First off, the movie is GORGEOUS. That much can be said readily. There’s a lot of detail in the characters, and its much improved from previous Final Fantasy films. Faces of many characters look great, and at least by this time we don’t really think uncanny valley that much any more. However, there seems to be a slight disjoint between lip syncing- or perhaps the mouths of characters don’t quite seem to jive with the words.

While the first half of the movie up to when the shit hits the fan, the movie is quite engaging. However, after a certain point and we head into an unwieldy final act, it all crumples into a mess of a pursuit/chase, and large scale “Giant Monster’ action and action that’s so zippy and flashy, it can only be described as anime. Things happen to characters that normal humans would not walk away from easily, betraying the CG nature of the actors and the world. And the action in the final battle, while pretty amazing, seems hollow, without weight and ultimately, unsatisfying.

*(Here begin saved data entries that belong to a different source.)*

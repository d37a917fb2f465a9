//! Error types for filtering, execution and configuration.

use std::path::PathBuf;

use thiserror::Error;
use tracing::{error, warn};

/// Errors raised while parsing or applying a filter.
///
/// These are raised before the store is touched.
#[derive(Debug, Clone, PartialEq, Eq, Error)]
pub enum FilterError {
    /// The filter does not follow the filter grammar.
    #[error("malformed filter: {0}")]
    Malformed(String),

    /// The entity is not in the schema registry.
    #[error("unknown entity: {0}")]
    UnknownEntity(String),

    /// The entity has no attribute with this name.
    #[error("unknown field '{field}' on entity '{entity}'")]
    UnknownField {
        /// Entity the lookup started from.
        entity: String,
        /// Field that could not be resolved.
        field: String,
    },

    /// The entity has no relationship with this name.
    #[error("unknown relationship '{relationship}' on entity '{entity}'")]
    UnknownRelationship {
        /// Entity owning the relationship.
        entity: String,
        /// Relationship that could not be resolved.
        relationship: String,
    },

    /// The operator is not one of the recognised comparison operators.
    #[error("unsupported operator: {0}")]
    UnsupportedOperator(String),

    /// The operand cannot be used with the field or operator.
    #[error("invalid value for '{field}': {message}")]
    InvalidValue {
        /// Field the operand was given for.
        field: String,
        /// What is wrong with the operand.
        message: String,
    },

    /// A relationship path or include tree is deeper than allowed.
    #[error("'{path}' exceeds the maximum depth of {max}")]
    DepthExceeded {
        /// The offending path.
        path: String,
        /// The configured maximum.
        max: usize,
    },

    /// More than one include filter was given for one request.
    #[error("only one include filter may be given per request")]
    MultipleIncludes,
}

/// Errors returned by request-level operations.
#[derive(Debug, Error)]
pub enum ApiError {
    /// The request's filters are invalid.
    #[error(transparent)]
    Filter(#[from] FilterError),

    /// The request cannot be carried out as given.
    #[error("bad request: {0}")]
    BadRequest(String),

    /// No record matched.
    #[error("no record found: {0}")]
    MissingRecord(String),

    /// Credentials are missing or were rejected.
    #[error("authentication failed: {0}")]
    Authentication(String),
}

impl ApiError {
    /// Returns the HTTP-like status code for this error category.
    pub fn status_code(&self) -> u16 {
        match self {
            Self::Filter(_) | Self::BadRequest(_) => 400,
            Self::Authentication(_) => 403,
            Self::MissingRecord(_) => 404,
        }
    }

    /// Returns the message that may be shown to a caller.
    ///
    /// Details stay in the logs; callers only see the category.
    pub fn public_message(&self) -> &'static str {
        match self {
            Self::Filter(_) => "Bad filter",
            Self::BadRequest(_) => "Bad request",
            Self::MissingRecord(_) => "No such record in table",
            Self::Authentication(_) => "Failed to authenticate",
        }
    }
}

impl From<sqlx::Error> for ApiError {
    fn from(err: sqlx::Error) -> Self {
        match err {
            sqlx::Error::RowNotFound => {
                warn!("relational store returned no row");
                Self::MissingRecord("no matching row".to_string())
            }
            other => {
                error!(error = %other, "relational store error");
                Self::BadRequest("the store rejected the request".to_string())
            }
        }
    }
}

/// Result type alias for request-level operations.
pub type Result<T> = std::result::Result<T, ApiError>;

/// Errors raised while loading configuration or a schema registry.
#[derive(Debug, Error)]
pub enum ConfigError {
    /// The file could not be read.
    #[error("cannot read '{path}': {source}")]
    Io {
        /// Path of the file.
        path: PathBuf,
        /// Underlying I/O error.
        source: std::io::Error,
    },

    /// The file is not valid JSON for the expected shape.
    #[error("cannot parse configuration: {0}")]
    Parse(#[from] serde_json::Error),

    /// The schema registry is inconsistent.
    #[error("invalid schema: {0}")]
    InvalidSchema(String),

    /// A setting is out of range.
    #[error("invalid setting '{name}': {message}")]
    InvalidSetting {
        /// Setting name.
        name: &'static str,
        /// What is wrong with it.
        message: String,
    },
}
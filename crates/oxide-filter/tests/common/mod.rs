#![allow(dead_code)]

use std::sync::Arc;

use chrono::{NaiveDate, NaiveDateTime};
use rust_decimal::Decimal;
use sqlx::sqlite::SqlitePoolOptions;

use oxide_filter::prelude::*;

pub const SESSION: &str = "session-1";

pub fn schema() -> SchemaRegistry {
    SchemaRegistry::new()
        .register(
            EntityDef::new("Country")
                .table("countries")
                .attribute("id", AttributeType::Integer)
                .attribute("name", AttributeType::Text),
        )
        .register(
            EntityDef::new("Author")
                .table("authors")
                .attribute("id", AttributeType::Integer)
                .attribute("name", AttributeType::Text)
                .attribute("country_id", AttributeType::Integer)
                .relationship(RelationshipDef::one("country", "Country", "country_id", "id"))
                .relationship(RelationshipDef::many("books", "Book", "id", "author_id")),
        )
        .register(
            EntityDef::new("Book")
                .table("books")
                .attribute("id", AttributeType::Integer)
                .attribute("title", AttributeType::Text)
                .attribute("year", AttributeType::Integer)
                .attribute("price", AttributeType::Decimal)
                .attribute("published_at", AttributeType::Timestamp)
                .attribute("author_id", AttributeType::Integer)
                .relationship(RelationshipDef::one("author", "Author", "author_id", "id"))
                .relationship(
                    RelationshipDef::many("reviews", "Review", "id", "book_id")
                        .external_name("reviewList"),
                ),
        )
        .register(
            EntityDef::new("Review")
                .table("reviews")
                .attribute("id", AttributeType::Integer)
                .attribute("book_id", AttributeType::Integer)
                .attribute("rating", AttributeType::Integer)
                .relationship(RelationshipDef::one("book", "Book", "book_id", "id")),
        )
}

fn ts(y: i32, m: u32, d: u32, h: u32, min: u32, s: u32) -> NaiveDateTime {
    NaiveDate::from_ymd_opt(y, m, d)
        .and_then(|date| date.and_hms_opt(h, min, s))
        .unwrap()
}

fn book(id: i64, year: i64, price: Decimal, published_at: NaiveDateTime, author_id: i64) -> Record {
    Record::new("Book")
        .with("id", id)
        .with("title", format!("Test {}", id - 1))
        .with("year", year)
        .with("price", price)
        .with("published_at", published_at)
        .with("author_id", author_id)
}

/// The shared data set, every attribute present.
pub fn records() -> Vec<Record> {
    vec![
        Record::new("Country").with("id", 1).with("name", "Norway"),
        Record::new("Country").with("id", 2).with("name", "Chile"),
        Record::new("Author")
            .with("id", 1)
            .with("name", "Ada")
            .with("country_id", 1),
        Record::new("Author")
            .with("id", 2)
            .with("name", "Borges")
            .with("country_id", 2),
        Record::new("Author")
            .with("id", 3)
            .with("name", "Clarice")
            .with("country_id", Value::Null),
        book(1, 2001, Decimal::new(1250, 2), ts(2019, 3, 5, 14, 19, 6), 1),
        book(2, 2003, Decimal::new(825, 2), ts(2019, 4, 1, 9, 0, 0), 1),
        book(3, 2003, Decimal::new(2000, 2), ts(2020, 1, 15, 12, 30, 0), 2),
        book(4, 2010, Decimal::new(1575, 2), ts(2021, 6, 30, 18, 45, 0), 2),
        book(5, 2010, Decimal::new(950, 2), ts(2022, 11, 11, 11, 11, 11), 2),
        Record::new("Review")
            .with("id", 1)
            .with("book_id", 1)
            .with("rating", 5),
        Record::new("Review")
            .with("id", 2)
            .with("book_id", 1)
            .with("rating", 3),
        Record::new("Review")
            .with("id", 3)
            .with("book_id", 3)
            .with("rating", 4),
    ]
}

const TABLES: [&str; 4] = [
    "CREATE TABLE countries (id INTEGER PRIMARY KEY, name TEXT NOT NULL)",
    "CREATE TABLE authors (id INTEGER PRIMARY KEY, name TEXT NOT NULL, country_id INTEGER)",
    "CREATE TABLE books (id INTEGER PRIMARY KEY, title TEXT NOT NULL, year INTEGER, \
     price REAL, published_at TEXT, author_id INTEGER)",
    "CREATE TABLE reviews (id INTEGER PRIMARY KEY, book_id INTEGER, rating INTEGER)",
];

pub async fn relational_store() -> RelationalStore {
    relational_store_with(FilterConfig::default()).await
}

pub async fn relational_store_with(config: FilterConfig) -> RelationalStore {
    let pool = SqlitePoolOptions::new()
        .max_connections(1)
        .acquire_timeout(config.pool_acquire_timeout())
        .connect(":memory:")
        .await
        .unwrap();
    for ddl in TABLES {
        sqlx::query(ddl).execute(&pool).await.unwrap();
    }
    let store = RelationalStore::new(pool, Arc::new(schema()), config);
    for record in records() {
        store.insert("fixture", record).await.unwrap();
    }
    store
}

pub async fn seeded_catalog() -> InMemoryCatalog {
    let catalog = InMemoryCatalog::new(Arc::new(schema()));
    catalog.seed(records()).await;
    catalog
}

pub async fn catalog_store() -> CatalogStore<InMemoryCatalog> {
    catalog_store_with(FilterConfig::default(), seeded_catalog().await)
}

pub fn catalog_store_with(
    config: FilterConfig,
    catalog: InMemoryCatalog,
) -> CatalogStore<InMemoryCatalog> {
    CatalogStore::new(Arc::new(schema()), config, move || catalog.clone())
}

/// Returns the `id` of each serialized record.
pub fn ids(records: &[SerializedRecord]) -> Vec<i64> {
    records
        .iter()
        .map(|r| r.get("id").and_then(|id| id.as_i64()).unwrap())
        .collect()
}
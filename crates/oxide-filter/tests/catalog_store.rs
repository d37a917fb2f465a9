mod common;

use serde_json::{json, Value as Json};

use common::{catalog_store, catalog_store_with, ids, seeded_catalog, SESSION};
use oxide_filter::backend::CatalogClient;
use oxide_filter::filter::JoinKind;
use oxide_filter::prelude::*;
use oxide_filter::query::{CatalogQuery, QueryBuilder};

/// Builds the catalog query a request would run, without running it.
fn build<'s>(
    store: &'s CatalogStore<InMemoryCatalog>,
    entity: &str,
    filters: &[Json],
) -> Result<CatalogQuery<'s>> {
    let factory = FilterFactory::new(store.schema(), entity, store.backend())?;
    let mut handler = FilterHandler::new();
    handler.add_all(factory.parse_all(filters)?)?;
    let mut query = store.query(entity)?;
    handler.apply(&mut query)?;
    Ok(query)
}

#[tokio::test]
async fn test_skip_and_limit_travel_together() {
    let store = catalog_store().await;
    let filters = [
        json!({"where": {"title": {"like": "Test"}}}),
        json!({"limit": 2}),
        json!({"order": "id ASC"}),
        json!({"skip": 1}),
    ];
    let query = build(&store, "Book", &filters).unwrap();
    assert_eq!(query.limit(), Some((1, 2)));
    assert_eq!(
        query.to_string(),
        "SELECT o FROM Book o WHERE o.title LIKE '%Test%' ORDER BY o.id ASC LIMIT 1, 2"
    );

    let books = get_with_filters(&store, SESSION, "Book", &filters).await.unwrap();
    assert_eq!(ids(&books), vec![2, 3]);
}

#[tokio::test]
async fn test_lone_skip_or_limit() {
    let store = catalog_store().await;
    let query = build(&store, "Book", &[json!({"skip": 3})]).unwrap();
    assert_eq!(query.limit(), Some((3, 10_000)));
    let query = build(&store, "Book", &[json!({"limit": 3})]).unwrap();
    assert_eq!(query.limit(), Some((0, 3)));

    let books = get_with_filters(
        &store,
        SESSION,
        "Book",
        &[json!({"order": "id ASC"}), json!({"skip": 3})],
    )
    .await
    .unwrap();
    assert_eq!(ids(&books), vec![4, 5]);
}

#[tokio::test]
async fn test_negative_pagination_fails_before_the_catalog() {
    let store = catalog_store().await;
    for (filter, name) in [(json!({"skip": -1}), "skip"), (json!({"limit": -5}), "limit")] {
        let err = get_with_filters(&store, SESSION, "Book", &[filter])
            .await
            .unwrap_err();
        assert!(
            matches!(&err, ApiError::Filter(FilterError::InvalidValue { field, .. }) if field == name),
            "{err:?}"
        );
    }
}

#[tokio::test]
async fn test_orders_accumulate_with_join_specs() {
    let store = catalog_store().await;
    let query = build(
        &store,
        "Author",
        &[json!({"order": "books.title ASC"}), json!({"order": "name DESC"})],
    )
    .unwrap();
    assert_eq!(query.join_specs().get("books"), Some(&JoinKind::LeftOuter));
    assert_eq!(query.order().len(), 2);
    assert_eq!(
        query.to_string(),
        "SELECT o FROM Author o LEFT JOIN o.books ORDER BY o.books.title ASC, o.name DESC"
    );

    // A to-one hop needs no join specification.
    let query = build(&store, "Book", &[json!({"order": "author.name ASC"})]).unwrap();
    assert!(query.join_specs().is_empty());
}

#[tokio::test]
async fn test_order_by_to_many_path_keeps_unrelated_records() {
    let store = catalog_store().await;
    let authors = get_with_filters(&store, SESSION, "Author", &[json!({"order": "books.title ASC"})])
        .await
        .unwrap();
    // NULL sorts first; each author appears once.
    assert_eq!(ids(&authors), vec![3, 1, 2]);
}

#[tokio::test]
async fn test_value_formatting() {
    let store = catalog_store().await;
    let query = build(
        &store,
        "Book",
        &[
            json!({"where": {"id": {"in": []}}}),
            json!({"where": {"title": {"eq": "O'Brien"}}}),
            json!({"where": {"published_at": {"gt": "2020-01-01 00:00:00"}}}),
            json!({"where": {"author_id": {"eq": null}}}),
        ],
    )
    .unwrap();
    let text = query.to_string();
    assert!(text.contains("o.id IN (NULL)"), "{text}");
    assert!(text.contains("o.title = 'O''Brien'"), "{text}");
    assert!(text.contains("o.published_at > {ts '2020-01-01 00:00:00'}"), "{text}");
    assert!(text.contains("o.author_id IS NULL"), "{text}");
}

#[tokio::test]
async fn test_conditions_on_one_field_are_kept_together() {
    let store = catalog_store().await;
    let filters = [
        json!({"where": {"year": {"gte": 2003}}}),
        json!({"where": {"year": {"lt": 2010}}}),
        json!({"order": "id ASC"}),
    ];
    let query = build(&store, "Book", &filters).unwrap();
    assert_eq!(query.conditions().get("year").map(Vec::len), Some(2));

    let books = get_with_filters(&store, SESSION, "Book", &filters).await.unwrap();
    assert_eq!(ids(&books), vec![2, 3]);
}

#[tokio::test]
async fn test_distinct_counts() {
    let store = catalog_store().await;
    let count = count_with_filters(&store, SESSION, "Author", &[json!({"distinct": ["name"]})])
        .await
        .unwrap();
    assert_eq!(count, 3);

    let query = {
        let mut query = build(&store, "Book", &[json!({"distinct": ["year", "author_id"]})]).unwrap();
        query.set_count().unwrap();
        query
    };
    assert_eq!(
        query.to_string(),
        "SELECT COUNT(DISTINCT o.year, o.author_id) FROM Book o"
    );
    // Answered by fetching the distinct tuples.
    let QueryOutput::Count(n) = store.execute(SESSION, query).await.unwrap() else {
        panic!("expected a count");
    };
    assert_eq!(n, 4);
}

#[tokio::test]
async fn test_native_multi_attribute_count_distinct_fails() {
    let catalog = seeded_catalog().await;
    let mut client = catalog.clone();
    client.set_session_id(SESSION);
    let store = catalog_store_with(FilterConfig::default(), catalog);
    let mut query = build(&store, "Book", &[json!({"distinct": ["year", "author_id"]})]).unwrap();
    query.set_count().unwrap();
    assert!(client.search(&query).await.is_err());
}

#[tokio::test]
async fn test_sessions_are_checked() {
    let catalog = seeded_catalog().await.with_sessions([SESSION]);
    let store = catalog_store_with(FilterConfig::default(), catalog);

    let books = get_with_filters(&store, SESSION, "Book", &[]).await.unwrap();
    assert_eq!(books.len(), 5);

    for session in ["", "intruder"] {
        let err = get_with_filters(&store, session, "Book", &[])
            .await
            .unwrap_err();
        assert!(matches!(err, ApiError::Authentication(_)), "{err:?}");
        assert_eq!(err.status_code(), 403);
    }
}

#[tokio::test]
async fn test_pool_is_bounded() {
    let config = FilterConfig {
        client_pool_size: 1,
        pool_acquire_timeout_ms: 50,
        ..FilterConfig::default()
    };
    let store = catalog_store_with(config, seeded_catalog().await);
    assert_eq!(store.pool().idle(), 0);

    for _ in 0..3 {
        get_with_filters(&store, SESSION, "Book", &[]).await.unwrap();
    }
    assert_eq!(store.pool().idle(), 1);

    let held = store.pool().acquire().await.unwrap();
    let err = get_with_filters(&store, SESSION, "Book", &[])
        .await
        .unwrap_err();
    assert!(
        matches!(&err, ApiError::BadRequest(m) if m == "client pool exhausted"),
        "{err:?}"
    );

    drop(held);
    assert_eq!(store.pool().available(), 1);
    get_with_filters(&store, SESSION, "Book", &[]).await.unwrap();
}

#[tokio::test]
async fn test_empty_pool_setting_still_serves() {
    let config = FilterConfig {
        client_pool_size: 0,
        pool_acquire_timeout_ms: 50,
        ..FilterConfig::default()
    };
    let store = catalog_store_with(config, seeded_catalog().await);
    assert_eq!(store.pool().available(), 1);
    let books = get_with_filters(&store, SESSION, "Book", &[]).await.unwrap();
    assert_eq!(books.len(), 5);
}

#[tokio::test]
async fn test_writes_reach_the_shared_catalog() {
    let catalog = seeded_catalog().await;
    let store = catalog_store_with(FilterConfig::default(), catalog.clone());

    let created = create(
        &store,
        SESSION,
        "Review",
        &json!({"book_id": 5, "rating": 2}),
    )
    .await
    .unwrap();
    assert_eq!(created.get("id"), Some(&json!(4)));
    assert_eq!(catalog.len("Review").await, 4);

    let err = create(&store, SESSION, "Review", &json!({"id": 1, "book_id": 2}))
        .await
        .unwrap_err();
    assert!(matches!(err, ApiError::BadRequest(_)), "{err:?}");

    delete_by_id(&store, SESSION, "Review", &json!(4)).await.unwrap();
    assert_eq!(catalog.len("Review").await, 3);
}
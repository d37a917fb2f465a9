//! Record stores: the relational store and the remote catalog.

mod catalog;
mod memory;
mod relational;

use serde::{Deserialize, Serialize};

pub use catalog::{CatalogClient, CatalogError, CatalogRow, CatalogStore, ClientPool, PooledClient};
pub use memory::InMemoryCatalog;
pub use relational::{RelationalStore, StoreSession};

use crate::config::FilterConfig;
use crate::error::{FilterError, Result};
use crate::query::QueryBuilder;
use crate::record::Record;
use crate::schema::SchemaRegistry;
use crate::value::Value;

/// The kind of store a query runs against.
#[derive(Debug, Clone, Copy, PartialEq, Eq, Serialize, Deserialize)]
#[serde(rename_all = "snake_case")]
pub enum Backend {
    /// A SQL database.
    Relational,
    /// The remote catalog.
    Catalog,
}

/// The result of executing a query.
#[derive(Debug, Clone, PartialEq)]
pub enum QueryOutput {
    /// Whole records, with included relationships attached.
    Records(Vec<Record>),
    /// Distinct tuples, positionally matching the projected fields.
    Rows(Vec<Vec<Value>>),
    /// A count.
    Count(u64),
}

/// A store that executes filtered queries and single-record writes.
///
/// Every operation carries the caller's session id; the relational store
/// only logs it.
#[allow(async_fn_in_trait)]
pub trait RecordStore {
    /// The query builder for this store.
    type Query<'s>: QueryBuilder
    where
        Self: 's;

    /// Returns the store's backend kind.
    fn backend(&self) -> Backend;

    /// Returns the schema registry.
    fn schema(&self) -> &SchemaRegistry;

    /// Returns the configuration.
    fn config(&self) -> &FilterConfig;

    /// Starts a query over `entity`.
    fn query(&self, entity: &str) -> std::result::Result<Self::Query<'_>, FilterError>;

    /// Runs a query.
    async fn execute<'q>(
        &'q self,
        session_id: &str,
        query: Self::Query<'q>,
    ) -> Result<QueryOutput>;

    /// Inserts a record and returns it as stored.
    async fn insert(&self, session_id: &str, record: Record) -> Result<Record>;

    /// Updates the attributes present in `record`, located by primary key.
    async fn update(&self, session_id: &str, record: Record) -> Result<Record>;

    /// Deletes the record with primary key `id`.
    async fn delete(&self, session_id: &str, entity: &str, id: &Value) -> Result<()>;
}
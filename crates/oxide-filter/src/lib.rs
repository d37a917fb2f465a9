//! # oxide-filter
//!
//! A query-filter language (`where`, `order`, `skip`, `limit`, `include`,
//! `distinct`) that runs unchanged over two kinds of store:
//!
//! - a relational store (SQLite through `sqlx`), where filters become joins,
//!   `WHERE`/`ORDER BY`/`LIMIT` clauses, `SELECT DISTINCT` and subqueries;
//! - a remote catalog reached through a [`CatalogClient`](backend::CatalogClient),
//!   where filters become condition maps, complete ordering lists, join
//!   specifications and a coupled `(skip, limit)` pair.
//!
//! Results are serialized into JSON-ready [`SerializedRecord`]s, with related
//! records nested as the include tree asks.
//!
//! ## Example
//!
//! ```rust,no_run
//! use std::sync::Arc;
//!
//! use oxide_filter::prelude::*;
//! use serde_json::json;
//!
//! # async fn example(schema: SchemaRegistry) -> oxide_filter::Result<()> {
//! let store = RelationalStore::connect(
//!     "sqlite:library.db",
//!     Arc::new(schema),
//!     FilterConfig::default(),
//! )
//! .await?;
//!
//! let books = get_with_filters(
//!     &store,
//!     "session",
//!     "Book",
//!     &[
//!         json!({"where": {"title": {"like": "Test"}}}),
//!         json!({"order": "id ASC"}),
//!         json!({"skip": 1}),
//!         json!({"limit": 2}),
//!         json!({"include": "author"}),
//!     ],
//! )
//! .await?;
//! # Ok(())
//! # }
//! ```

#![allow(
    clippy::missing_errors_doc,
    clippy::must_use_candidate,
    clippy::module_name_repetitions,
    clippy::future_not_send,
    clippy::missing_const_for_fn
)]

pub mod backend;
pub mod config;
pub mod error;
pub mod filter;
pub mod query;
pub mod record;
pub mod schema;
pub mod serialize;
pub mod service;
pub mod value;

pub use error::{ApiError, ConfigError, FilterError, Result};
pub use serialize::SerializedRecord;

/// Common imports.
pub mod prelude {
    pub use crate::backend::{
        Backend, CatalogClient, CatalogStore, InMemoryCatalog, QueryOutput, RecordStore,
        RelationalStore,
    };
    pub use crate::config::FilterConfig;
    pub use crate::error::{ApiError, ConfigError, FilterError, Result};
    pub use crate::filter::{FilterFactory, FilterHandler, FilterSpec, IncludeTree};
    pub use crate::record::{Record, Related};
    pub use crate::schema::{AttributeType, EntityDef, RelationshipDef, SchemaRegistry};
    pub use crate::serialize::{SerializedRecord, Serializer};
    pub use crate::service::{
        count_with_filters, create, delete_by_id, get_by_id, get_one_with_filters,
        get_with_filters, update,
    };
    pub use crate::value::Value;
}
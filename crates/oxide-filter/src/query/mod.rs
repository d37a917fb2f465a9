//! Backend query builders.
//!
//! Each backend has one [`QueryBuilder`] implementation; filters are written
//! once against the trait and the store picks the implementation.

mod catalog;
mod relational;

pub use catalog::{CatalogQuery, Condition};
pub use relational::RelationalQuery;

use crate::backend::Backend;
use crate::error::FilterError;
use crate::filter::{IncludeTree, OrderClause, QueryBuildContext, WhereClause};

/// What a query returns.
#[derive(Debug, Clone, Copy, PartialEq, Eq, Default)]
pub enum AggregateMode {
    /// Whole records.
    #[default]
    None,
    /// Distinct tuples of the projected attributes.
    Distinct,
    /// The number of matching records.
    Count,
    /// The number of distinct projected tuples.
    CountDistinct,
}

impl AggregateMode {
    /// Returns the mode after a distinct projection is requested.
    pub fn with_distinct(self) -> Self {
        match self {
            Self::Count | Self::CountDistinct => Self::CountDistinct,
            Self::None | Self::Distinct => Self::Distinct,
        }
    }

    /// Returns the mode after a count is requested.
    pub fn with_count(self) -> Self {
        match self {
            Self::Distinct | Self::CountDistinct => Self::CountDistinct,
            Self::None | Self::Count => Self::Count,
        }
    }

    /// Returns whether the query projects distinct attributes.
    pub fn is_distinct(self) -> bool {
        matches!(self, Self::Distinct | Self::CountDistinct)
    }

    /// Returns whether the query counts.
    pub fn is_count(self) -> bool {
        matches!(self, Self::Count | Self::CountDistinct)
    }
}

/// A query under construction for one entity on one backend.
pub trait QueryBuilder {
    /// Returns the backend this query targets.
    fn backend(&self) -> Backend;

    /// Returns the queried entity.
    fn entity(&self) -> &str;

    /// Adds a condition; conditions are ANDed.
    fn add_where(&mut self, clause: &WhereClause) -> Result<(), FilterError>;

    /// Adds an ordering term after any existing ones.
    fn add_order(
        &mut self,
        clause: &OrderClause,
        ctx: &mut QueryBuildContext,
    ) -> Result<(), FilterError>;

    /// Projects the query onto distinct tuples of `fields`.
    fn set_distinct(&mut self, fields: &[String]) -> Result<(), FilterError>;

    /// Skips the first `skip` results.
    fn set_skip(&mut self, skip: i64) -> Result<(), FilterError>;

    /// Returns at most `limit` results.
    fn set_limit(&mut self, limit: i64) -> Result<(), FilterError>;

    /// Sets skip and limit together.
    fn set_page(&mut self, skip: i64, limit: i64) -> Result<(), FilterError> {
        self.set_skip(skip)?;
        self.set_limit(limit)
    }

    /// Returns whether skip and limit must be set in a single call.
    fn couples_pagination(&self) -> bool {
        false
    }

    /// Loads the relationships named by `tree` with each result.
    fn set_include(&mut self, tree: &IncludeTree) -> Result<(), FilterError>;

    /// Turns the query into a count.
    fn set_count(&mut self) -> Result<(), FilterError>;

    /// Returns the aggregate mode.
    fn aggregate(&self) -> AggregateMode;
}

But then, I guess Kingsglaive is not meant to satisfy. It’s here to set the stage- with the bad guys winning or on the upswing, while the heroes are- well, they’re not here. The real heroes are in the upcoming GAME, which you will need to play to get closure. I wonder though how closely they’ll keep this movie to the final game? In that way, I guess that while Kingsglaive has its faults, it was worth seeing and certainly has me stoked into kicking Imperial butt this November on my PS4.